[Stored items]
-- Opening Marker --

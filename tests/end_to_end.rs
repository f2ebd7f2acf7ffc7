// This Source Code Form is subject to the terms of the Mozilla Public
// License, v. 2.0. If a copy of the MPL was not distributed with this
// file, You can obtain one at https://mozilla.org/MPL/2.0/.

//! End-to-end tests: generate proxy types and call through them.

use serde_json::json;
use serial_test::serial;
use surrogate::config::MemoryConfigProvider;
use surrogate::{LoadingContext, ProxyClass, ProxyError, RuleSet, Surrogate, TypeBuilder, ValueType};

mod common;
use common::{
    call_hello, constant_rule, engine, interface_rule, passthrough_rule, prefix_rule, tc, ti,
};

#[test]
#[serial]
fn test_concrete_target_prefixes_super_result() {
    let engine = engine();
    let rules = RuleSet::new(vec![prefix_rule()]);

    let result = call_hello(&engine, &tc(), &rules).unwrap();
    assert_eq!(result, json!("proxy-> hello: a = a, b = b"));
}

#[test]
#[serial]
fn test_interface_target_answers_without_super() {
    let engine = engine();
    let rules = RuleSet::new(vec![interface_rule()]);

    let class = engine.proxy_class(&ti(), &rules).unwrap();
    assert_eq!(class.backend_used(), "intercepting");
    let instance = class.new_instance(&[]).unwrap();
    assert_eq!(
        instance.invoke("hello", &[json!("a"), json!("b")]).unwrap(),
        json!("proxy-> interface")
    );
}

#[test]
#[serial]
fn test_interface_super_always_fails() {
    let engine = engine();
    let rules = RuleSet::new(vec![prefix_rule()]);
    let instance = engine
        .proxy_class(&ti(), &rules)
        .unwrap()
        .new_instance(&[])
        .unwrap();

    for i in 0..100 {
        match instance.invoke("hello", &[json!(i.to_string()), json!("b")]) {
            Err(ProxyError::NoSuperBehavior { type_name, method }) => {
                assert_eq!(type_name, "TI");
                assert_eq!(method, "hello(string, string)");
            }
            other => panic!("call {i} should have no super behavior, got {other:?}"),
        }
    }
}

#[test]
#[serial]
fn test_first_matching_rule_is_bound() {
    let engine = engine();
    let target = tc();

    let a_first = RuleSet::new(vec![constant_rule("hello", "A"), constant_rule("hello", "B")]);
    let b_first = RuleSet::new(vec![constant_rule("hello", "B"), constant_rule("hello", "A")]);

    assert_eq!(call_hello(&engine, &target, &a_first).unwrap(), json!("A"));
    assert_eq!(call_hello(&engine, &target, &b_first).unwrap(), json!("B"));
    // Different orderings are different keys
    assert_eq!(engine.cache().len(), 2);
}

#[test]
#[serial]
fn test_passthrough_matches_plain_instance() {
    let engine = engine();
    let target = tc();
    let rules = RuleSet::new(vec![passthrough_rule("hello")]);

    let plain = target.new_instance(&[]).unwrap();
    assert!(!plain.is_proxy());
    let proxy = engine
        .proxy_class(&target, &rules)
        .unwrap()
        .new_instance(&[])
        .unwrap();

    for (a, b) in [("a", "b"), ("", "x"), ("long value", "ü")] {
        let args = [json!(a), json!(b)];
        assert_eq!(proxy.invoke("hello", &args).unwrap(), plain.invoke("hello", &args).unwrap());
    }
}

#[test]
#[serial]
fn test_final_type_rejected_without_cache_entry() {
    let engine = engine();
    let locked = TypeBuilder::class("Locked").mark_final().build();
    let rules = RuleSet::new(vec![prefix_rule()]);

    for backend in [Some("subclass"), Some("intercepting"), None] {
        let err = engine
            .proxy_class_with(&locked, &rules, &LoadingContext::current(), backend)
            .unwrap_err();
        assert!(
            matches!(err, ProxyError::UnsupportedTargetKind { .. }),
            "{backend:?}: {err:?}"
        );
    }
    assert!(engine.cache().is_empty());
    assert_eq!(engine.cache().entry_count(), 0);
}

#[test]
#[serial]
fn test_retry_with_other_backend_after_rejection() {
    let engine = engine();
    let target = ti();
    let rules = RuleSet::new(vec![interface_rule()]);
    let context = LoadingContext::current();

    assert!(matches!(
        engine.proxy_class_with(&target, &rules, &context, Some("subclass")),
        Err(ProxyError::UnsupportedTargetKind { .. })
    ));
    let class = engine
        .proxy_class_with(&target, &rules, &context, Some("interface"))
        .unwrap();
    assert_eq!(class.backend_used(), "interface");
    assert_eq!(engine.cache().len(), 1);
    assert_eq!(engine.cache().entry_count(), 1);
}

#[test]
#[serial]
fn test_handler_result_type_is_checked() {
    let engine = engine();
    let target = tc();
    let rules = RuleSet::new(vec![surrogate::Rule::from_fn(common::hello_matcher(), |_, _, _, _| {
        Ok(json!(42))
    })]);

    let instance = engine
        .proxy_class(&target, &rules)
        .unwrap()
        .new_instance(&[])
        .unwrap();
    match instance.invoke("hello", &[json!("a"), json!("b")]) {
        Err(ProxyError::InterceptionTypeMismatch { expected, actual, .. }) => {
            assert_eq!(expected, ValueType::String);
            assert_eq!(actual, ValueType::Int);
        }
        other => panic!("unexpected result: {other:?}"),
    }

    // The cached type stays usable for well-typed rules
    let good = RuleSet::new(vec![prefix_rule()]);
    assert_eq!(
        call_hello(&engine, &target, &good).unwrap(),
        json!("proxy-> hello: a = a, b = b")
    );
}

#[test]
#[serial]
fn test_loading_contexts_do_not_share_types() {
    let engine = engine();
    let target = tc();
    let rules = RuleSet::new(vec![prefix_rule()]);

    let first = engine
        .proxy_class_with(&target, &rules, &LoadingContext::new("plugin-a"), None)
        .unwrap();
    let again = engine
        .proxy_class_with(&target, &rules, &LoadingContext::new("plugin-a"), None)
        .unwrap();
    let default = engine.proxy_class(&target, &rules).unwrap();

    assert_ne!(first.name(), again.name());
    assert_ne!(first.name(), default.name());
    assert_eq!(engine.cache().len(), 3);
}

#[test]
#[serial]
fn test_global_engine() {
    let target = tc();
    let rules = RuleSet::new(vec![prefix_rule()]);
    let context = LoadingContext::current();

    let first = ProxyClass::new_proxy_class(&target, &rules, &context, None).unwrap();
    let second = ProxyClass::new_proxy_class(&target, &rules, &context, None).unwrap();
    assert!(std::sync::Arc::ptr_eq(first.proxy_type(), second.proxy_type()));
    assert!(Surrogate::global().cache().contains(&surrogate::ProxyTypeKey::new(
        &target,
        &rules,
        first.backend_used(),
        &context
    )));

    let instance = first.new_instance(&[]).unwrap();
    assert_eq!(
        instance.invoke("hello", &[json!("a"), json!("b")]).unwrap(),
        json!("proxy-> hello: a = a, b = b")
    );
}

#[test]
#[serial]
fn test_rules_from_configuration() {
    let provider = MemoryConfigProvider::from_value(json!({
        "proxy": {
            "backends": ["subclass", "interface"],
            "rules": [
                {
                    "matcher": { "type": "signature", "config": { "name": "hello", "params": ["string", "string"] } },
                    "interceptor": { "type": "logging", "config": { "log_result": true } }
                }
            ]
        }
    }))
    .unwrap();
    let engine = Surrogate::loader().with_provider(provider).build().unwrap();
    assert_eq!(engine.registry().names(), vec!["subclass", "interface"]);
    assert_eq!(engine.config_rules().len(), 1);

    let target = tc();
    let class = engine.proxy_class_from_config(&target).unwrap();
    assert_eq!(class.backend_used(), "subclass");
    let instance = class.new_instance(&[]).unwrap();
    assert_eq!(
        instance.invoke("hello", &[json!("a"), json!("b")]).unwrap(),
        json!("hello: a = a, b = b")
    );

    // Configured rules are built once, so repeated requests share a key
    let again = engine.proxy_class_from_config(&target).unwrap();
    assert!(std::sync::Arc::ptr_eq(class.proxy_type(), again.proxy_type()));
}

-- Closing Marker --

The answer must be every line from the records above that contains the word "good", copied in full.

- [Output below]
    let good = RuleSet::new(vec![prefix_rule()]);
        call_hello(&engine, &target, &good).unwrap(),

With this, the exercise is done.